Task brief -> Output, exactly and alone, the lines from the one containing "pub enum ConfigError" through the last line of the material below, both ends included.
■ ■ ■ ■ ■
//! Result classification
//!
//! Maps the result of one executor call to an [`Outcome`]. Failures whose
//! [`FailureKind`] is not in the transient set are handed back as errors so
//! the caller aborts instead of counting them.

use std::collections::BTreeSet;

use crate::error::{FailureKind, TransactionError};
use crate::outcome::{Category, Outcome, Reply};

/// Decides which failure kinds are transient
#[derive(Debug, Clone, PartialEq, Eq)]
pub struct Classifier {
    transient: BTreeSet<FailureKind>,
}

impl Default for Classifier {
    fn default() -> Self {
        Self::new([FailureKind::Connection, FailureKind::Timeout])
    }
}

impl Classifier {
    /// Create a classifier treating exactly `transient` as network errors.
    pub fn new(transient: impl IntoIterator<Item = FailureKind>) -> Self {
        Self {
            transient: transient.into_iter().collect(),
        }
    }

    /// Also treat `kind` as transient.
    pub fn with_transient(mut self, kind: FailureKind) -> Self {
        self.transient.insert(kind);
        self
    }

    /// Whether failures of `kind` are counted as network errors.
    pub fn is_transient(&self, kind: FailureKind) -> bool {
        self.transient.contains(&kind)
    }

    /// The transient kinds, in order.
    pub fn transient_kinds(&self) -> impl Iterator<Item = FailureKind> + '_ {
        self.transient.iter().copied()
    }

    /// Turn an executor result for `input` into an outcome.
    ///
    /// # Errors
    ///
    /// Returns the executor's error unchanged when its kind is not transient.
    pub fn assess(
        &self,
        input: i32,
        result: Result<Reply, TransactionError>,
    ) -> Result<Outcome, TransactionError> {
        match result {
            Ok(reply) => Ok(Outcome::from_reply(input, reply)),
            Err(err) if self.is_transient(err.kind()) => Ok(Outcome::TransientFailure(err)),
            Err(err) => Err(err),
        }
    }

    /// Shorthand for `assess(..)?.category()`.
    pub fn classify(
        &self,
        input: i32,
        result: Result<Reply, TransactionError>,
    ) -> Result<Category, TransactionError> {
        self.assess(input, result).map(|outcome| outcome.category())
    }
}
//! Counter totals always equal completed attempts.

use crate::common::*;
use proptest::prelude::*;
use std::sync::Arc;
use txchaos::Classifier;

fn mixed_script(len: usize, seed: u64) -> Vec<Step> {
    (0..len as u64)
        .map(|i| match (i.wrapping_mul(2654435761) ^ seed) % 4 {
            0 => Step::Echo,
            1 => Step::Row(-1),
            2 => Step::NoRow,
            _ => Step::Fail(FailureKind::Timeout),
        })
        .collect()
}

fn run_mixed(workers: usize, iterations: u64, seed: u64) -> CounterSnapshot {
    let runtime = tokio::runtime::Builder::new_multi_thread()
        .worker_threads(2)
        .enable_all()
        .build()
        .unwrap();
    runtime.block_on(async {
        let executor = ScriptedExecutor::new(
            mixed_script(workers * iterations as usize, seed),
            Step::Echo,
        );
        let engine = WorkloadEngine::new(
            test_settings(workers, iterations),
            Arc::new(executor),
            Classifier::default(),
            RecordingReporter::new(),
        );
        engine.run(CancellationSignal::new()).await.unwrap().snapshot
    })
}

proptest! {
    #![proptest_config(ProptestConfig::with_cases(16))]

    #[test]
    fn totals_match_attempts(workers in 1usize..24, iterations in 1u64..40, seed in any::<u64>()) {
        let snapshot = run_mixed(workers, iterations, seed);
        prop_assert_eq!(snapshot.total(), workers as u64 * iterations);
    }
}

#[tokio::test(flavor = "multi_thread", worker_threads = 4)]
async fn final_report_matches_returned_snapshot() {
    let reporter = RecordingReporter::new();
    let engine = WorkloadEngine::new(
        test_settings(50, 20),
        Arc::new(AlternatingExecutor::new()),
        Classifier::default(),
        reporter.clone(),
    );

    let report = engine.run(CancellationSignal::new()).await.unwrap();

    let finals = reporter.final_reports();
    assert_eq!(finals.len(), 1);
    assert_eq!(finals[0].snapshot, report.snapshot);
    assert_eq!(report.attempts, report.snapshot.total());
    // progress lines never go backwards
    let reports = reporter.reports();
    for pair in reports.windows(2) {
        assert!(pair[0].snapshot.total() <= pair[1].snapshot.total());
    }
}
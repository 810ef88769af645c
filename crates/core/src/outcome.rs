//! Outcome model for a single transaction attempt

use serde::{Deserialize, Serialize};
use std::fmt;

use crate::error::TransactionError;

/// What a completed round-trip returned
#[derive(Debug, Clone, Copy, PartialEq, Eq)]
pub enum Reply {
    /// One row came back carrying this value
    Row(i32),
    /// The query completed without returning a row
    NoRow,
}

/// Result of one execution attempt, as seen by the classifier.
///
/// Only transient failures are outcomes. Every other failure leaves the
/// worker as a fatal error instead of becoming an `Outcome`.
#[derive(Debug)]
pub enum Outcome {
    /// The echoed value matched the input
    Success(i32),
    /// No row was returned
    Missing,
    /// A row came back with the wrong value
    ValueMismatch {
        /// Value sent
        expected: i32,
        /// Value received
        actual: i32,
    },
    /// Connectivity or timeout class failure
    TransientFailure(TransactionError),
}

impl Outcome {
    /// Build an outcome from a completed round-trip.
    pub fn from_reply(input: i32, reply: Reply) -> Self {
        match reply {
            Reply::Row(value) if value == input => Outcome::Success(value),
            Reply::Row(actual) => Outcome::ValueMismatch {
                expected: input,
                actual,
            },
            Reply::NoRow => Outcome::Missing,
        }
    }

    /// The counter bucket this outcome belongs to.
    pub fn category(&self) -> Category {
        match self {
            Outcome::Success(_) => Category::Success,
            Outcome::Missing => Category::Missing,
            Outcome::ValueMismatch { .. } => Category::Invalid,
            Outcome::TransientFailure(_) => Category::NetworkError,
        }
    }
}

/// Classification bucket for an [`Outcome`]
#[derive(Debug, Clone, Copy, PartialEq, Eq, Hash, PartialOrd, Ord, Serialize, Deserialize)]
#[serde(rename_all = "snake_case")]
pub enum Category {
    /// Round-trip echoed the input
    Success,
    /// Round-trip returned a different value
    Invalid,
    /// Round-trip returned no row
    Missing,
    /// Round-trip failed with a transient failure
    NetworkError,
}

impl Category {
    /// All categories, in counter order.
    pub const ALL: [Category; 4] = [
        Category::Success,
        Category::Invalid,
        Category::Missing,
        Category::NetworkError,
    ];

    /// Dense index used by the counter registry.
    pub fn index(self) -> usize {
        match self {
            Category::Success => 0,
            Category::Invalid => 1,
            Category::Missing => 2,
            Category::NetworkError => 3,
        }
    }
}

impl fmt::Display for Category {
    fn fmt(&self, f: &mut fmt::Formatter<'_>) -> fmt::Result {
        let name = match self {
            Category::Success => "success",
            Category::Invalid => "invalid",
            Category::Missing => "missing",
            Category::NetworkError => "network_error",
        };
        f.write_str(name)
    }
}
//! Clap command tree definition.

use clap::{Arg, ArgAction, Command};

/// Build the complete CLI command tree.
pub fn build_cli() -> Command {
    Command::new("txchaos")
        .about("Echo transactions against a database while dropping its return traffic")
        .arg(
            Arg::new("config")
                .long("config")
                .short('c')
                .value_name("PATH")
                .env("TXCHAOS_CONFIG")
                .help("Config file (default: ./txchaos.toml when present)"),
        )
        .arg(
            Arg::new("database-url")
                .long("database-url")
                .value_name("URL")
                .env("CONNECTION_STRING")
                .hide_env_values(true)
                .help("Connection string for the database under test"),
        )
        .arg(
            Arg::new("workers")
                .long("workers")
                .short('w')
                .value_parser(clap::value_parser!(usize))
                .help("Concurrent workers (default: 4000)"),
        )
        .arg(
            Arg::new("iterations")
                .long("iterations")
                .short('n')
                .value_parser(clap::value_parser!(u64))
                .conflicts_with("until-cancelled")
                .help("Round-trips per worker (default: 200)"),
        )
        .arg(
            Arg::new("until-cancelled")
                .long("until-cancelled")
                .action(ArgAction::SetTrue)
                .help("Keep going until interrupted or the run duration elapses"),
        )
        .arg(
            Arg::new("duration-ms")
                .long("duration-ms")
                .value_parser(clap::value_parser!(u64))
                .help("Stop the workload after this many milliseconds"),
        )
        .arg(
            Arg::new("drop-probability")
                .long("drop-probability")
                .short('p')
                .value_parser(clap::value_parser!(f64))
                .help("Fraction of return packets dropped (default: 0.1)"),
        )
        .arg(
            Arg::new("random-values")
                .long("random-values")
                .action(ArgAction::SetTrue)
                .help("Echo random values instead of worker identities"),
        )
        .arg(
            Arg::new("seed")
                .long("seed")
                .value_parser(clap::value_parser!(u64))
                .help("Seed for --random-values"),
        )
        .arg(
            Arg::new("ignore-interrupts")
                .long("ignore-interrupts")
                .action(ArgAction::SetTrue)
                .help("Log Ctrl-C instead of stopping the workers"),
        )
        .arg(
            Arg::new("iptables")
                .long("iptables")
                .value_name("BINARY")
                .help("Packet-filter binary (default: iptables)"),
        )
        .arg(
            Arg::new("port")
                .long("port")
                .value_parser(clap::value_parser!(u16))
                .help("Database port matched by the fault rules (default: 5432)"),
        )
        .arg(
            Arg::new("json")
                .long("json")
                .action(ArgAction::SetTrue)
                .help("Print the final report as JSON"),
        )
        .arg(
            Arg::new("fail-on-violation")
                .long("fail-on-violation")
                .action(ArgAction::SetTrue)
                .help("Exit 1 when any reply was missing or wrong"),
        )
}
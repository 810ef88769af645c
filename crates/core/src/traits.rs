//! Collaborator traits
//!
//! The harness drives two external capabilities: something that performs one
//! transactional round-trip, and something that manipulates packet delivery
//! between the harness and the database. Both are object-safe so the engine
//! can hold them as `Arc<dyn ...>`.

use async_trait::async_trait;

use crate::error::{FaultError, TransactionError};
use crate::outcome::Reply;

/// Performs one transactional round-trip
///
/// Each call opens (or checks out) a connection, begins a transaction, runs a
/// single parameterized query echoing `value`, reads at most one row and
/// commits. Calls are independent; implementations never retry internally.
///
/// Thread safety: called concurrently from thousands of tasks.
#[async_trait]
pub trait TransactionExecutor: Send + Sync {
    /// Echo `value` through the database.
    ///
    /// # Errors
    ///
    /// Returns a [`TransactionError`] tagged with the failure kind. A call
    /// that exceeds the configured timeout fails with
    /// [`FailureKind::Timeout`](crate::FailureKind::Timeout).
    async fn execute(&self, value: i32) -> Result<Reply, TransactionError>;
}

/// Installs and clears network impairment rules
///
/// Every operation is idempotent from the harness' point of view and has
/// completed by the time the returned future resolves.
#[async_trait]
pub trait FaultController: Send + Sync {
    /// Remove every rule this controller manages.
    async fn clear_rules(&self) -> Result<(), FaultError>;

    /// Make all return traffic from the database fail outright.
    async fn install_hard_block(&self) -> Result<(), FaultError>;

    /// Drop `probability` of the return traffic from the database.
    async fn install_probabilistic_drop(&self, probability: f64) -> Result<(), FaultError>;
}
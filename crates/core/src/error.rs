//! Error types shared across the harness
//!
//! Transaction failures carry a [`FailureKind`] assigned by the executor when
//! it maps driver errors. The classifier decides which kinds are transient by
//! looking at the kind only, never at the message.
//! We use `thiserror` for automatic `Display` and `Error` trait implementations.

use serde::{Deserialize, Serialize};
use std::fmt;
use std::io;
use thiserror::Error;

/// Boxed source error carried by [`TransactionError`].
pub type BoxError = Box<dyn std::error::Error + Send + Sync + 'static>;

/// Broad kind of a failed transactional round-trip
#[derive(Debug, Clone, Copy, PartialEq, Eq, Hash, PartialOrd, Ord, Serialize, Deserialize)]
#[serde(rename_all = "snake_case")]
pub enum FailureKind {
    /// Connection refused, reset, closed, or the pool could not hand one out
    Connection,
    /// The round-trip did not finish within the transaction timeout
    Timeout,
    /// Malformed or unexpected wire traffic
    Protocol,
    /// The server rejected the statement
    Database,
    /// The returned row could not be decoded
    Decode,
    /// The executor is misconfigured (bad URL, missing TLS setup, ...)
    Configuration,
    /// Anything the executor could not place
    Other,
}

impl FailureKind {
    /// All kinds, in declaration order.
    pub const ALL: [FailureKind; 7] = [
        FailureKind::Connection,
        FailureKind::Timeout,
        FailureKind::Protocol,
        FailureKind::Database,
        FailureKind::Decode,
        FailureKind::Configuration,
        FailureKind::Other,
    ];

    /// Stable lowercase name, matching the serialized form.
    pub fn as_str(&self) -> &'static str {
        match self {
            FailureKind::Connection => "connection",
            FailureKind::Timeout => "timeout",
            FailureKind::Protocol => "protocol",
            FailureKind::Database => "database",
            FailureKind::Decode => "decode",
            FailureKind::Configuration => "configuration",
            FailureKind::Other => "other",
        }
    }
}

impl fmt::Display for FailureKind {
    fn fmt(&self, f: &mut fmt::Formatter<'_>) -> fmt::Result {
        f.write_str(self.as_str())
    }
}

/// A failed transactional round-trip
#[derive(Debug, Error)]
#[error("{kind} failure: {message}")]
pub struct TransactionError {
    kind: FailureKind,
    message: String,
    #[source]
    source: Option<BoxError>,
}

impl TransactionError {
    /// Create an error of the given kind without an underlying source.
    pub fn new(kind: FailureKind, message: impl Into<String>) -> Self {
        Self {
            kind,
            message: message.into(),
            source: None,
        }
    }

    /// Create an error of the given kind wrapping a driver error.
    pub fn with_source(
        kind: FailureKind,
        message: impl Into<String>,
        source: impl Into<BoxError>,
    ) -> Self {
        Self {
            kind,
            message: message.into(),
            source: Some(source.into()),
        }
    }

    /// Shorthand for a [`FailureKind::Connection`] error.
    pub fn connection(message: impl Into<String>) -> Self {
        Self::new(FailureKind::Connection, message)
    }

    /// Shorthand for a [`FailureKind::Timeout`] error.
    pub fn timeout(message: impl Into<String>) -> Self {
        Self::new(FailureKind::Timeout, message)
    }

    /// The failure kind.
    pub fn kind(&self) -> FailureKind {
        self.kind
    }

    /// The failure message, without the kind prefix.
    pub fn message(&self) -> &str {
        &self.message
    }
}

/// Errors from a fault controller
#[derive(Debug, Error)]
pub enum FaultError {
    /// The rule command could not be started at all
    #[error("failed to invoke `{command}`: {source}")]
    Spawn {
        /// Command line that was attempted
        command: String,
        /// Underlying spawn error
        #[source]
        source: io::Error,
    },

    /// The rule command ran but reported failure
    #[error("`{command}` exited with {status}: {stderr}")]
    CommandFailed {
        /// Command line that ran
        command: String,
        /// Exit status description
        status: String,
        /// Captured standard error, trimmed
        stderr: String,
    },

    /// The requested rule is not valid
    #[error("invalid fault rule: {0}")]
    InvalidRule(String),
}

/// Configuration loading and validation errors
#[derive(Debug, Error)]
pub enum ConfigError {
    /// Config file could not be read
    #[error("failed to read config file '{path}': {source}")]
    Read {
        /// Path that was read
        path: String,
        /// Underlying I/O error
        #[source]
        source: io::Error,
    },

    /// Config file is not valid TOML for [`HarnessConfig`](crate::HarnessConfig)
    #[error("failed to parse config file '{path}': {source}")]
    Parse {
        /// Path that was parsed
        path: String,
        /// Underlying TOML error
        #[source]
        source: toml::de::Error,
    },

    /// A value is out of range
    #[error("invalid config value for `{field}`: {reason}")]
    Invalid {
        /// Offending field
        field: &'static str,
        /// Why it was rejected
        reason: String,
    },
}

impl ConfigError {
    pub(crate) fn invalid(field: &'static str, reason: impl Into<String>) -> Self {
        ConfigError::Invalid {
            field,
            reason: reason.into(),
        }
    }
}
■ ■ ■ ■ ■
Output of the task ->
pub enum ConfigError {
    /// Config file could not be read
    #[error("failed to read config file '{path}': {source}")]
    Read {
        /// Path that was read
        path: String,
        /// Underlying I/O error
        #[source]
        source: io::Error,
    },

    /// Config file is not valid TOML for [`HarnessConfig`](crate::HarnessConfig)
    #[error("failed to parse config file '{path}': {source}")]
    Parse {
        /// Path that was parsed
        path: String,
        /// Underlying TOML error
        #[source]
        source: toml::de::Error,
    },

    /// A value is out of range
    #[error("invalid config value for `{field}`: {reason}")]
    Invalid {
        /// Offending field
        field: &'static str,
        /// Why it was rejected
        reason: String,
    },
}

impl ConfigError {
    pub(crate) fn invalid(field: &'static str, reason: impl Into<String>) -> Self {
        ConfigError::Invalid {
            field,
            reason: reason.into(),
        }
    }
}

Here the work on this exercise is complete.